Friday, October 3, 2008
Stand Your Ground - Open Eyes and Beating Hearts (2008)
Sometimes a band comes along that doesn't necessarily innovate, so much as reinvent. That may even be a stretch in this case, but bear with me. Tennessee's Stand Your Ground hasn't innovated melodic hardcore, nor have they reinvented it. What they have done, however, is incorporated enough elements of various strains of metallic & melodic hardcore to create a sound that is reminiscent of other bands in the genre, but retains a "semblance of self" if you will - a stamp that is indelibly their own.
Before I get accused of treading the murky waters of hyperbole, let me say that this record was not one I was highly anticipating. As a music collector, I had ordered the entire Harvest Earth Records back catalog in an attempt to fill in my collection with a number of releases I didn't have, including a couple key releases like the first Of the Son EP, as well as the Winter Solstice EP and a couple other minor releases.

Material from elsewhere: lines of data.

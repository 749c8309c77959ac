//! The Prefetcher (spec §4.H): bounded, parallel look-ahead fetch of L1
//! blocks and receipts, decoupled from the Importer Loop's consumption rate.
//!
//! Grounded on the teacher's separation of a pipeline's data-fetching
//! stages from its driver loop (`crates/driver/src/core.rs`'s
//! `pipeline.produce_payload` boundary): here the boundary is a bounded
//! in-flight map of spawned fetch tasks rather than a derivation-stage
//! stack, since this core has no intermediate stages between "fetch" and
//! "extract".

use std::collections::{BTreeMap, HashMap};
use std::sync::Arc;

use ethscript_primitives::{Hash32, L1Block, Receipt};
use tokio::task::JoinHandle;

use crate::errors::ImporterError;
use crate::l1_provider::L1Provider;

/// One L1 block's prefetched (block, receipts) pair.
pub type FetchResult = Result<(L1Block, HashMap<Hash32, Receipt>), ImporterError>;

/// Schedules and holds in-flight fetches for a window of L1 block numbers.
///
/// Each number owns one joined future combining its block and receipts
/// fetch (spec §4.H describes them as independent futures; they are joined
/// here since the Importer Loop always needs both together). Results are
/// removed from the in-flight map once claimed.
#[derive(Debug, Default)]
pub struct Prefetcher {
    inflight: BTreeMap<u64, JoinHandle<FetchResult>>,
}

impl Prefetcher {
    /// An empty prefetcher with nothing in flight.
    pub fn new() -> Self {
        Self::default()
    }

    /// Ensures every number in `window` has an in-flight (or already
    /// completed) fetch, spawning new tasks for numbers not already tracked.
    pub fn ensure_scheduled<P>(&mut self, provider: Arc<P>, window: impl IntoIterator<Item = u64>)
    where
        P: L1Provider + 'static,
    {
        for number in window {
            self.inflight.entry(number).or_insert_with(|| {
                let provider = Arc::clone(&provider);
                tokio::spawn(async move { fetch_one(provider.as_ref(), number).await })
            });
        }
    }

    /// Awaits and removes the fetch for `number`, scheduling it first if it
    /// was not already in flight. Returns [`ImporterError::NotReady`] if the
    /// L1 block does not exist yet.
    pub async fn claim<P>(&mut self, provider: &Arc<P>, number: u64) -> FetchResult
    where
        P: L1Provider + 'static,
    {
        if let Some(handle) = self.inflight.remove(&number) {
            return handle.await.unwrap_or_else(|e| {
                Err(ImporterError::Transient { number, source: Box::new(JoinErrorWrapper(e)) })
            });
        }
        fetch_one(provider.as_ref(), number).await
    }

    /// Discards every in-flight fetch for numbers `>= boundary`, aborting
    /// their tasks (spec §4.H "Cancellation: when a reorg is detected, all
    /// in-flight futures for numbers >= the reorg boundary are discarded.").
    pub fn cancel_from(&mut self, boundary: u64) {
        let stale: Vec<u64> = self.inflight.range(boundary..).map(|(&n, _)| n).collect();
        for number in stale {
            if let Some(handle) = self.inflight.remove(&number) {
                handle.abort();
            }
        }
    }

    /// Number of fetches currently in flight. Used to size the next
    /// look-ahead window against the bounded-queue policy (spec §5
    /// "Prefetcher queue is bounded (~2x batch)").
    pub fn len(&self) -> usize {
        self.inflight.len()
    }

    /// `true` if nothing is in flight.
    pub fn is_empty(&self) -> bool {
        self.inflight.is_empty()
    }
}

async fn fetch_one<P: L1Provider>(provider: &P, number: u64) -> FetchResult {
    let block = provider
        .get_block(number)
        .await
        .map_err(|source| ImporterError::Transient { number, source: Box::new(source) })?
        .ok_or(ImporterError::NotReady(number))?;
    let receipts = provider
        .get_receipts(number)
        .await
        .map_err(|source| ImporterError::Transient { number, source: Box::new(source) })?
        .ok_or(ImporterError::NotReady(number))?;
    Ok((block, receipts))
}

#[derive(Debug)]
struct JoinErrorWrapper(tokio::task::JoinError);

impl core::fmt::Display for JoinErrorWrapper {
    fn fmt(&self, f: &mut core::fmt::Formatter<'_>) -> core::fmt::Result {
        write!(f, "prefetch task join error: {}", self.0)
    }
}

impl core::error::Error for JoinErrorWrapper {
    fn source(&self) -> Option<&(dyn core::error::Error + 'static)> {
        Some(&self.0)
    }
}

#[cfg(test)]
mod tests {
    use super::*;
    use async_trait::async_trait;
    use std::collections::HashMap as StdHashMap;
    use std::sync::Mutex;

    #[derive(Debug, Default)]
    struct FakeProvider {
        blocks: Mutex<StdHashMap<u64, L1Block>>,
    }

    #[derive(Debug, thiserror::Error)]
    #[error("fake provider error")]
    struct FakeError;

    #[async_trait]
    impl L1Provider for FakeProvider {
        type Error = FakeError;

        async fn get_block(&self, number: u64) -> Result<Option<L1Block>, Self::Error> {
            Ok(self.blocks.lock().unwrap().get(&number).cloned())
        }

        async fn get_receipts(
            &self,
            number: u64,
        ) -> Result<Option<HashMap<Hash32, Receipt>>, Self::Error> {
            Ok(self.blocks.lock().unwrap().get(&number).map(|_| HashMap::new()))
        }

        async fn get_block_number(&self) -> Result<u64, Self::Error> {
            Ok(self.blocks.lock().unwrap().keys().max().copied().unwrap_or_default())
        }
    }

    fn sample_block(number: u64) -> L1Block {
        L1Block {
            number,
            hash: Hash32::repeat_byte(number as u8),
            parent_hash: Hash32::ZERO,
            timestamp: number * 12,
            base_fee_per_gas: Default::default(),
            mix_hash: Hash32::ZERO,
            parent_beacon_block_root: None,
            transactions: vec![],
        }
    }

    #[tokio::test]
    async fn claims_a_prefetched_block() {
        let provider = Arc::new(FakeProvider::default());
        provider.blocks.lock().unwrap().insert(1, sample_block(1));

        let mut prefetcher = Prefetcher::new();
        prefetcher.ensure_scheduled(Arc::clone(&provider), [1]);
        let (block, _) = prefetcher.claim(&provider, 1).await.unwrap();
        assert_eq!(block.number, 1);
        assert!(prefetcher.is_empty());
    }

    #[tokio::test]
    async fn not_ready_block_surfaces_as_not_ready() {
        let provider = Arc::new(FakeProvider::default());
        let mut prefetcher = Prefetcher::new();
        let err = prefetcher.claim(&provider, 5).await.unwrap_err();
        assert!(matches!(err, ImporterError::NotReady(5)));
    }

    #[tokio::test]
    async fn cancel_from_aborts_scheduled_fetches() {
        let provider = Arc::new(FakeProvider::default());
        let mut prefetcher = Prefetcher::new();
        prefetcher.ensure_scheduled(Arc::clone(&provider), [10, 11, 12]);
        assert_eq!(prefetcher.len(), 3);
        prefetcher.cancel_from(11);
        assert_eq!(prefetcher.len(), 1);
    }
}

Through my desire to continue to obtain all forthcoming Harvest Earth releases, I ordered the Saving Grace debut & simultaneously ordered the full-length HE debut by Gray Lines of Perfection, as well as the Stand Your Ground album from Interpunk, due to a pre-order deal where you could get a free Stand Your Ground t-shirt if you were one of the first handful that pre-ordered. I pre-ordered both the Stand Your Ground album, as well as the Gray Lines of Perfection disc. I was actually looking more forward to the GLoP album because having heard their EP, I figured the debut would be just as solid. I didn't get the GLoP shirt as I was hoping, only a lame button. However, I got the SYG shirt, which I ended up loving. I'm not quite as divided about the records themselves, however. GLoP's debut full-length is indeed solid, and worth the pre-order for sure. However, SYG's debut I just keep coming back to.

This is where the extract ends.